⟨

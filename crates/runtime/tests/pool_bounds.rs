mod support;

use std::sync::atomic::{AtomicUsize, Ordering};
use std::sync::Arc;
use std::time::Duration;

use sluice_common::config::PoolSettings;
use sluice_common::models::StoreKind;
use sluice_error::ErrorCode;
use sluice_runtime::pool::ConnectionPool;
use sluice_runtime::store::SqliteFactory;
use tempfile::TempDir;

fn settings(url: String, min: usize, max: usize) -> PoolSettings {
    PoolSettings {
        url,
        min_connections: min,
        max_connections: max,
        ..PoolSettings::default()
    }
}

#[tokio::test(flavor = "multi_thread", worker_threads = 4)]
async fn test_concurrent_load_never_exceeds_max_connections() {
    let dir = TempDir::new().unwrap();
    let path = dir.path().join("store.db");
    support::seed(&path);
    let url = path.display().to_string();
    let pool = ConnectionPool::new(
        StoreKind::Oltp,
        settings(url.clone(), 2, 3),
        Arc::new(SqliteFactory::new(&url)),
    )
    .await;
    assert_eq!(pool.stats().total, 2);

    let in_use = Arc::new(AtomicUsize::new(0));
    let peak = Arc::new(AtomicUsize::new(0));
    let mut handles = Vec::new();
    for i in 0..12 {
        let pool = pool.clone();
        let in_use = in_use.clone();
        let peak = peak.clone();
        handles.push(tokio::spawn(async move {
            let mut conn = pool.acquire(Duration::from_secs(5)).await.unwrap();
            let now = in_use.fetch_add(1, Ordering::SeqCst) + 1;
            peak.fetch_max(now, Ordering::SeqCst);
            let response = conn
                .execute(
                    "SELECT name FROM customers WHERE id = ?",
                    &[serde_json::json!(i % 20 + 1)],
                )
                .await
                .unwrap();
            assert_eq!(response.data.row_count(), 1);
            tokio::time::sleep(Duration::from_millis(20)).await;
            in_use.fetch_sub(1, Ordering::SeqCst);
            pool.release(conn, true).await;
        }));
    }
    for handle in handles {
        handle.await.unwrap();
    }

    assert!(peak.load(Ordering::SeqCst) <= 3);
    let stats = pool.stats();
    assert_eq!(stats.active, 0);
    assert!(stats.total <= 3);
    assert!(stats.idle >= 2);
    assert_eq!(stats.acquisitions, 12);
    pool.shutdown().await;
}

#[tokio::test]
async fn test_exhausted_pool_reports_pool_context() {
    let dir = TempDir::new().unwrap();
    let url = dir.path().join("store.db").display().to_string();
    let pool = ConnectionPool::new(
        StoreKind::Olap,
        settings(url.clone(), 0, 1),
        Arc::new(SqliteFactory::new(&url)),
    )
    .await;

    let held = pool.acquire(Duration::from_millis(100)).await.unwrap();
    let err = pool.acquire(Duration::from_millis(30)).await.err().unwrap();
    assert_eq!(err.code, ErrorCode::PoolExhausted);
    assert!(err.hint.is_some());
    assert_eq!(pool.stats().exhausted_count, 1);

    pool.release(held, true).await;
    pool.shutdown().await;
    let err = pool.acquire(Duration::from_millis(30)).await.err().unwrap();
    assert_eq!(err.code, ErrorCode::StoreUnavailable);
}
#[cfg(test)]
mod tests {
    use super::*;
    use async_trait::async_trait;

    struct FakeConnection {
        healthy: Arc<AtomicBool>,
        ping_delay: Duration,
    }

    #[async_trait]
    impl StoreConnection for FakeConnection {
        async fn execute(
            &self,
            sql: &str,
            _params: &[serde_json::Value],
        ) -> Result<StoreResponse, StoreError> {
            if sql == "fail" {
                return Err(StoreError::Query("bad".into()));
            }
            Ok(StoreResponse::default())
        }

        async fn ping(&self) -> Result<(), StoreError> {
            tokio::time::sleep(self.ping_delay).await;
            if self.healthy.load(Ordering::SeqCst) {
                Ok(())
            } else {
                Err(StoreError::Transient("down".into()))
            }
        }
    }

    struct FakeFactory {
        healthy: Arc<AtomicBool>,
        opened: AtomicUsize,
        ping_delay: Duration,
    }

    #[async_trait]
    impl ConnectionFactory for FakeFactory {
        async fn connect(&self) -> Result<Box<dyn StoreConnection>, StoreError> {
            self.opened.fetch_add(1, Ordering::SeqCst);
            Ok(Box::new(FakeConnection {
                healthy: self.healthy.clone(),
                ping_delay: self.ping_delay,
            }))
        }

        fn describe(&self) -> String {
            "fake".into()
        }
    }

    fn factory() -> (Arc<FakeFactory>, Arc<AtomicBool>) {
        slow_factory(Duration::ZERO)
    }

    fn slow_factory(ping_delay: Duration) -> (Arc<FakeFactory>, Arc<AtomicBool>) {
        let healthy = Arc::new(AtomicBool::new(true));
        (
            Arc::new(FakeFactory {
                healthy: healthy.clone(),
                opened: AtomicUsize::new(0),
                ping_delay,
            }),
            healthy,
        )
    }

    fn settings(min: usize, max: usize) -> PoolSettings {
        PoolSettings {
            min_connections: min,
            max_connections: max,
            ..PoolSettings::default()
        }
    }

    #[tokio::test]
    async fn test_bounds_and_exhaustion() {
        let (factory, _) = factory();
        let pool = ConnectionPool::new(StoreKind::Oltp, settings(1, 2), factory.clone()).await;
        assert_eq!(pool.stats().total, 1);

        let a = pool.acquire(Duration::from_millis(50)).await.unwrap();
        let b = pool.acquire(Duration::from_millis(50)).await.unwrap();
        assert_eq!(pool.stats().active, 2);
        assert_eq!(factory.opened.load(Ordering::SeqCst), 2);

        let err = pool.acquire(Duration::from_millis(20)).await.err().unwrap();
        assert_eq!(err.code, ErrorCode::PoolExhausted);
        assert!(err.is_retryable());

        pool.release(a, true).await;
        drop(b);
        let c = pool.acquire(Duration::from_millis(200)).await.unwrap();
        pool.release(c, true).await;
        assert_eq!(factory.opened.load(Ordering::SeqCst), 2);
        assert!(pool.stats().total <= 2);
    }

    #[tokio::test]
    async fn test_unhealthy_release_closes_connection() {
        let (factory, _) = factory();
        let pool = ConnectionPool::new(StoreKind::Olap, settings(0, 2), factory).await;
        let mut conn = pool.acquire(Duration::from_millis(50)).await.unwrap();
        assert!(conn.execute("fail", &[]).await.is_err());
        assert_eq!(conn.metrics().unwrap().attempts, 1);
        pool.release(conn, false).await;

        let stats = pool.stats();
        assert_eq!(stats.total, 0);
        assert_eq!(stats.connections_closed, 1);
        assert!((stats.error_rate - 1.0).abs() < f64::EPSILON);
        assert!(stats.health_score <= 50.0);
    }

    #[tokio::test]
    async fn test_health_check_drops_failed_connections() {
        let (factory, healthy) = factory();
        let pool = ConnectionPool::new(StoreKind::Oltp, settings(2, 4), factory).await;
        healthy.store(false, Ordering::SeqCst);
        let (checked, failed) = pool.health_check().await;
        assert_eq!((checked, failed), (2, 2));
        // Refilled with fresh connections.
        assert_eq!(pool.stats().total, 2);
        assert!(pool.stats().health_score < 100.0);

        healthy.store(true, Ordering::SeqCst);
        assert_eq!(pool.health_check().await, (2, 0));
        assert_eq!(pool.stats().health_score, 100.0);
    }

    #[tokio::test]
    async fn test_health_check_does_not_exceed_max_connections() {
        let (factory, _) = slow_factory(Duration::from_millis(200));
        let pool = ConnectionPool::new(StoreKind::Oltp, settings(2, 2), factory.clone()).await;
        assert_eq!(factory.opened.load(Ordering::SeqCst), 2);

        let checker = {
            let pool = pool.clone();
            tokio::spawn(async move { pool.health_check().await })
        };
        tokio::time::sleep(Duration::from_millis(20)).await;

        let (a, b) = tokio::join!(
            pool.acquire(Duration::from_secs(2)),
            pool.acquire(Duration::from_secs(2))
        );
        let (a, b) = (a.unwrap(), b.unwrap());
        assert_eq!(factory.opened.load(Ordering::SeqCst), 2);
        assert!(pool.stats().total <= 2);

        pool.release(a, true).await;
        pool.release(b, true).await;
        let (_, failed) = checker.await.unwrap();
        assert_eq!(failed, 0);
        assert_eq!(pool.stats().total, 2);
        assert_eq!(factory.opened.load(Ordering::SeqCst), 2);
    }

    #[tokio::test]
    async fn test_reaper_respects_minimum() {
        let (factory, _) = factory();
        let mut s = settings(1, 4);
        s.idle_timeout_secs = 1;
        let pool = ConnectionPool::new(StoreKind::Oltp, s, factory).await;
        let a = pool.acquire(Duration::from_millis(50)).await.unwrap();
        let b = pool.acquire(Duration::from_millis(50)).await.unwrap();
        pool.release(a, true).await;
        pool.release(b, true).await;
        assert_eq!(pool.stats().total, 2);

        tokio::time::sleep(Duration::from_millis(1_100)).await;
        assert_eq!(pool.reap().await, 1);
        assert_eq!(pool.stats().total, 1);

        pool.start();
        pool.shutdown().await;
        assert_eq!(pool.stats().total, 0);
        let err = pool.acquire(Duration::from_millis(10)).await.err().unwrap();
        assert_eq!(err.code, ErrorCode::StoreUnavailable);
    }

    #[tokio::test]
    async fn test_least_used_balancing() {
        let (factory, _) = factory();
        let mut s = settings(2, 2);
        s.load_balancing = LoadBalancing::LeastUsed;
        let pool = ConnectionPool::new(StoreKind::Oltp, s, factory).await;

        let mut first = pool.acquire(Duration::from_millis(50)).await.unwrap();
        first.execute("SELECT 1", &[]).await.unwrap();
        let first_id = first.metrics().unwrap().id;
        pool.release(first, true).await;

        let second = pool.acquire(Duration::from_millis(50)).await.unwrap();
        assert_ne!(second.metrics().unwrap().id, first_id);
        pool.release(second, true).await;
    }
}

⟩

Problem:
Some of the data mentions "AtomicBool". Copy every line where it does.

Answer to this exercise:
        healthy: Arc<AtomicBool>,
        healthy: Arc<AtomicBool>,
    fn factory() -> (Arc<FakeFactory>, Arc<AtomicBool>) {
    fn slow_factory(ping_delay: Duration) -> (Arc<FakeFactory>, Arc<AtomicBool>) {
        let healthy = Arc::new(AtomicBool::new(true));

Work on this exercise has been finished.